What is required - As the lines appear below, please set them down exactly, starting at the first and finishing with the one containing "use crate::identifiers::SessionId;".

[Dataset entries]
----
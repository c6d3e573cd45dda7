//! Session lifecycle and shutdown coordination.
//!
//! A [`Session`] is created after a successful upgrade and driven to
//! completion by [`Session::run`], which spawns the two pumps, invokes the
//! handler and coordinates teardown.
//!
//! # Lifecycle
//!
//! ```text
//! Open ──(first shutdown signal)──► Closing ──(pumps joined, handler returned)──► Closed
//! ```
//!
//! Status only moves forward. The first signal wins; later ones are logged
//! and dropped. The transport is released once, after both pumps have
//! handed back their halves.

// ============================================================================
// Imports
// ============================================================================

use std::any::Any;
use std::panic::AssertUnwindSafe;
use std::sync::Arc;
use std::time::Duration;

use futures_util::stream::{SplitSink, SplitStream};
use futures_util::{FutureExt, Sink, SinkExt, Stream, StreamExt};
use tokio::sync::{mpsc, watch};
use tokio::task::JoinError;
use tokio::time::Instant;
use tokio_tungstenite::tungstenite::{Error as WsError, Message};
use tracing::{debug, error, info, trace, warn};

use crate::config::UpgraderConfig;
use crate::error::Error;
use crate::handler::Handler;
use crate::identifiers::SessionId;
use crate::protocol::{Payload, QueryParams, ShutdownOrigin, ShutdownRequester, ShutdownSignal};

use super::pump::{InboundPump, OutboundPump};

// ============================================================================
// Constants
// ============================================================================

/// Capacity of the inbound and outbound payload channels.
///
/// A single slot per direction: a slow handler holds back the peer, a slow
/// peer holds back the handler.
pub const PAYLOAD_CHANNEL_CAPACITY: usize = 1;

/// Capacity of the ping-to-pong request channel.
const KEEPALIVE_CHANNEL_CAPACITY: usize = 1;

// ============================================================================
// SessionStatus
// ============================================================================

/// Lifecycle state of a session.
///
/// `Closing` and `Closed` record which participant ended the session.
#[derive(Debug, Clone, Copy, PartialEq, Eq)]
pub enum SessionStatus {
    /// Pumps and handler are running.
    Open,
    /// Shutdown signalled; waiting for pumps and handler to finish.
    Closing(ShutdownOrigin),
    /// Transport released.
    Closed(ShutdownOrigin),
}

impl SessionStatus {
    /// Returns `true` while no shutdown has been signalled.
    #[inline]
    #[must_use]
    pub fn is_open(&self) -> bool {
        matches!(self, Self::Open)
    }

    /// Returns `true` once the transport has been released.
    #[inline]
    #[must_use]
    pub fn is_closed(&self) -> bool {
        matches!(self, Self::Closed(_))
    }

    /// Participant that ended the session, if any.
    #[inline]
    #[must_use]
    pub fn origin(&self) -> Option<ShutdownOrigin> {
        match self {
            Self::Open => None,
            Self::Closing(origin) | Self::Closed(origin) => Some(*origin),
        }
    }
}

/// Resolves once the status has left `Open`.
///
/// Also resolves if the status channel is gone, so a pump can never outlive
/// its coordinator.
pub(crate) async fn closing(status: &mut watch::Receiver<SessionStatus>) {
    let _ = status.wait_for(|s| !s.is_open()).await;
}

// ============================================================================
// SessionHandle
// ============================================================================

/// Read-only view of a session, usable from outside its tasks.
#[derive(Debug, Clone)]
pub struct SessionHandle {
    id: SessionId,
    identity: String,
    status: watch::Receiver<SessionStatus>,
    keepalive: watch::Receiver<Instant>,
}

impl SessionHandle {
    /// Session ID.
    #[inline]
    #[must_use]
    pub fn id(&self) -> SessionId {
        self.id
    }

    /// Client identity.
    #[inline]
    #[must_use]
    pub fn identity(&self) -> &str {
        &self.identity
    }

    /// Current status.
    #[must_use]
    pub fn status(&self) -> SessionStatus {
        *self.status.borrow()
    }

    /// Current keepalive deadline.
    #[must_use]
    pub fn keepalive_deadline(&self) -> Instant {
        *self.keepalive.borrow()
    }

    /// Waits until the keepalive deadline moves.
    ///
    /// Returns the new deadline, or `None` once the session is gone.
    pub async fn keepalive_extended(&mut self) -> Option<Instant> {
        self.keepalive.changed().await.ok()?;
        Some(*self.keepalive.borrow_and_update())
    }

    /// Waits until the session is closed and returns the final status.
    pub async fn closed(&mut self) -> SessionStatus {
        if let Ok(status) = self.status.wait_for(SessionStatus::is_closed).await {
            return *status;
        }
        *self.status.borrow()
    }
}

// ============================================================================
// Session
// ============================================================================

/// Per-client session state.
///
/// Owns the status channel; pumps and observers only hold receivers.
#[derive(Debug)]
pub struct Session {
    id: SessionId,
    identity: String,
    pong_grace: Duration,
    status: watch::Sender<SessionStatus>,
    /// Shared with the outbound pump, the only writer.
    keepalive: Arc<watch::Sender<Instant>>,
}

impl Session {
    /// Opens a session for `identity`.
    ///
    /// The keepalive deadline starts one grace window from now.
    #[must_use]
    pub fn open(identity: impl Into<String>, config: &UpgraderConfig) -> Self {
        let (status, _) = watch::channel(SessionStatus::Open);
        let (keepalive, _) = watch::channel(Instant::now() + config.pong_grace);

        Self {
            id: SessionId::next(),
            identity: identity.into(),
            pong_grace: config.pong_grace,
            status,
            keepalive: Arc::new(keepalive),
        }
    }

    /// Session ID.
    #[inline]
    #[must_use]
    pub fn id(&self) -> SessionId {
        self.id
    }

    /// Client identity.
    #[inline]
    #[must_use]
    pub fn identity(&self) -> &str {
        &self.identity
    }

    /// Current status.
    #[must_use]
    pub fn status(&self) -> SessionStatus {
        *self.status.borrow()
    }

    /// Returns a read-only view of this session.
    #[must_use]
    pub fn handle(&self) -> SessionHandle {
        SessionHandle {
            id: self.id,
            identity: self.identity.clone(),
            status: self.status.subscribe(),
            keepalive: self.keepalive.subscribe(),
        }
    }

    /// Moves `Open` to `Closing`.
    ///
    /// Returns `false` if shutdown had already begun; the call is then a
    /// no-op.
    pub(crate) fn begin_close(&self, origin: ShutdownOrigin) -> bool {
        self.status.send_if_modified(|status| match status {
            SessionStatus::Open => {
                *status = SessionStatus::Closing(origin);
                true
            }
            SessionStatus::Closing(_) | SessionStatus::Closed(_) => false,
        })
    }

    /// Moves `Closing` to `Closed`.
    ///
    /// Returns `false` from any other state.
    pub(crate) fn finish_close(&self) -> bool {
        self.status.send_if_modified(|status| match status {
            SessionStatus::Closing(origin) => {
                *status = SessionStatus::Closed(*origin);
                true
            }
            SessionStatus::Open | SessionStatus::Closed(_) => false,
        })
    }

    /// Drives the session to completion.
    ///
    /// Spawns the inbound and outbound pumps over `transport`, invokes
    /// `handler`, acts on the first shutdown signal, then waits for both
    /// pumps and releases the transport. Returns once the handler has
    /// returned and the session is closed.
    ///
    /// A panicking handler counts as a handler request carrying the panic
    /// message; the session still closes.
    pub async fn run<S, H>(self, transport: S, query: QueryParams, handler: &H) -> SessionStatus
    where
        S: Stream<Item = Result<Message, WsError>> + Sink<Message, Error = WsError>,
        S: Unpin + Send + 'static,
        H: Handler + ?Sized,
    {
        let (inbound_tx, inbound_rx) = mpsc::channel(PAYLOAD_CHANNEL_CAPACITY);
        let (outbound_tx, outbound_rx) = mpsc::channel(PAYLOAD_CHANNEL_CAPACITY);
        let (keepalive_tx, keepalive_rx) = mpsc::channel(KEEPALIVE_CHANNEL_CAPACITY);
        let (signal_tx, mut signal_rx) = mpsc::unbounded_channel();
        let (notify_tx, notify_rx) = mpsc::channel(1);

        let (writer, reader) = transport.split();

        let inbound = tokio::spawn(
            InboundPump {
                reader,
                session_id: self.id,
                inbound_tx,
                keepalive_tx,
                signals: signal_tx.clone(),
                status: self.status.subscribe(),
            }
            .run(),
        );

        let outbound = tokio::spawn(
            OutboundPump {
                writer,
                session_id: self.id,
                outbound_rx,
                keepalive_rx,
                keepalive: Arc::clone(&self.keepalive),
                signals: signal_tx.clone(),
                status: self.status.subscribe(),
                pong_grace: self.pong_grace,
            }
            .run(),
        );

        info!(session = %self.id, identity = %self.identity, "Session opened");

        let requester = ShutdownRequester::new(signal_tx);
        let handler_done = AssertUnwindSafe(handler.handle(
            self.identity.clone(),
            query,
            inbound_rx,
            outbound_tx,
            requester,
            notify_rx,
        ))
        .catch_unwind();
        tokio::pin!(handler_done);

        let mut notify_tx = Some(notify_tx);

        loop {
            tokio::select! {
                outcome = &mut handler_done => {
                    if let Err(panic) = outcome {
                        let message = panic_message(&*panic);
                        error!(session = %self.id, identity = %self.identity, %message, "Handler panicked");
                        self.on_signal(
                            ShutdownSignal::handler_request(Some(Error::handler_request(message))),
                            &mut notify_tx,
                        );
                    }
                    break;
                }
                Some(signal) = signal_rx.recv() => self.on_signal(signal, &mut notify_tx),
            }
        }

        // Signals raised while the handler was returning still take precedence
        // over the implicit request below.
        while let Ok(signal) = signal_rx.try_recv() {
            self.on_signal(signal, &mut notify_tx);
        }
        drop(signal_rx);
        drop(notify_tx);

        if self.begin_close(ShutdownOrigin::HandlerRequest) {
            debug!(session = %self.id, "Handler returned while session was open");
        }

        let (reader, writer) = tokio::join!(inbound, outbound);
        self.release(reader, writer).await;

        self.finish_close();
        let status = self.status();
        info!(session = %self.id, identity = %self.identity, ?status, "Session closed");
        status
    }

    /// Acts on a shutdown signal.
    ///
    /// Only the first signal moves the session to `Closing` and reaches the
    /// handler; the rest are dropped.
    fn on_signal(
        &self,
        signal: ShutdownSignal,
        notify_tx: &mut Option<mpsc::Sender<ShutdownSignal>>,
    ) {
        if !self.begin_close(signal.origin) {
            trace!(session = %self.id, origin = %signal.origin, "Redundant shutdown signal");
            return;
        }

        match &signal.error {
            Some(e) if signal.is_transport_fault() => warn!(
                session = %self.id,
                identity = %self.identity,
                origin = %signal.origin,
                error = %e,
                "Session transport failed"
            ),
            Some(e) => info!(
                session = %self.id,
                identity = %self.identity,
                reason = %e,
                "Handler ended session"
            ),
            None => debug!(
                session = %self.id,
                identity = %self.identity,
                origin = %signal.origin,
                "Session shutting down"
            ),
        }

        if let Some(tx) = notify_tx.take() {
            // Capacity 1 and a fresh channel: only fails if the handler
            // dropped its receiver.
            let _ = tx.try_send(signal);
        }
    }

    /// Reunites the transport halves and closes the transport.
    async fn release<S>(
        &self,
        reader: Result<SplitStream<S>, JoinError>,
        writer: Result<SplitSink<S, Message>, JoinError>,
    ) where
        S: Stream<Item = Result<Message, WsError>> + Sink<Message, Error = WsError> + Unpin,
    {
        match (reader, writer) {
            (Ok(reader), Ok(writer)) => match reader.reunite(writer) {
                Ok(mut transport) => {
                    if let Err(e) = transport.close().await {
                        debug!(session = %self.id, error = %e, "Transport close reported an error");
                    }
                    trace!(session = %self.id, "Transport released");
                }
                Err(_) => error!(session = %self.id, "Transport halves do not belong together"),
            },
            (reader, writer) => {
                if let Err(e) = reader {
                    error!(session = %self.id, error = %e, "Inbound pump task failed");
                }
                if let Err(e) = writer {
                    error!(session = %self.id, error = %e, "Outbound pump task failed");
                }
            }
        }
    }
}

/// Text of a panic payload, if it carries any.
fn panic_message(panic: &(dyn Any + Send)) -> String {
    if let Some(message) = panic.downcast_ref::<&str>() {
        (*message).to_string()
    } else if let Some(message) = panic.downcast_ref::<String>() {
        message.clone()
    } else {
        "handler panicked".to_string()
    }
}

// ============================================================================
// Tests
// ============================================================================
----
Written response -
repository c6d3e573cd45dda7
//! Session lifecycle and shutdown coordination.
//!
//! A [`Session`] is created after a successful upgrade and driven to
//! completion by [`Session::run`], which spawns the two pumps, invokes the
//! handler and coordinates teardown.
//!
//! # Lifecycle
//!
//! ```text
//! Open ──(first shutdown signal)──► Closing ──(pumps joined, handler returned)──► Closed
//! ```
//!
//! Status only moves forward. The first signal wins; later ones are logged
//! and dropped. The transport is released once, after both pumps have
//! handed back their halves.

// ============================================================================
// Imports
// ============================================================================

use std::any::Any;
use std::panic::AssertUnwindSafe;
use std::sync::Arc;
use std::time::Duration;

use futures_util::stream::{SplitSink, SplitStream};
use futures_util::{FutureExt, Sink, SinkExt, Stream, StreamExt};
use tokio::sync::{mpsc, watch};
use tokio::task::JoinError;
use tokio::time::Instant;
use tokio_tungstenite::tungstenite::{Error as WsError, Message};
use tracing::{debug, error, info, trace, warn};

use crate::config::UpgraderConfig;
use crate::error::Error;
use crate::handler::Handler;
use crate::identifiers::SessionId;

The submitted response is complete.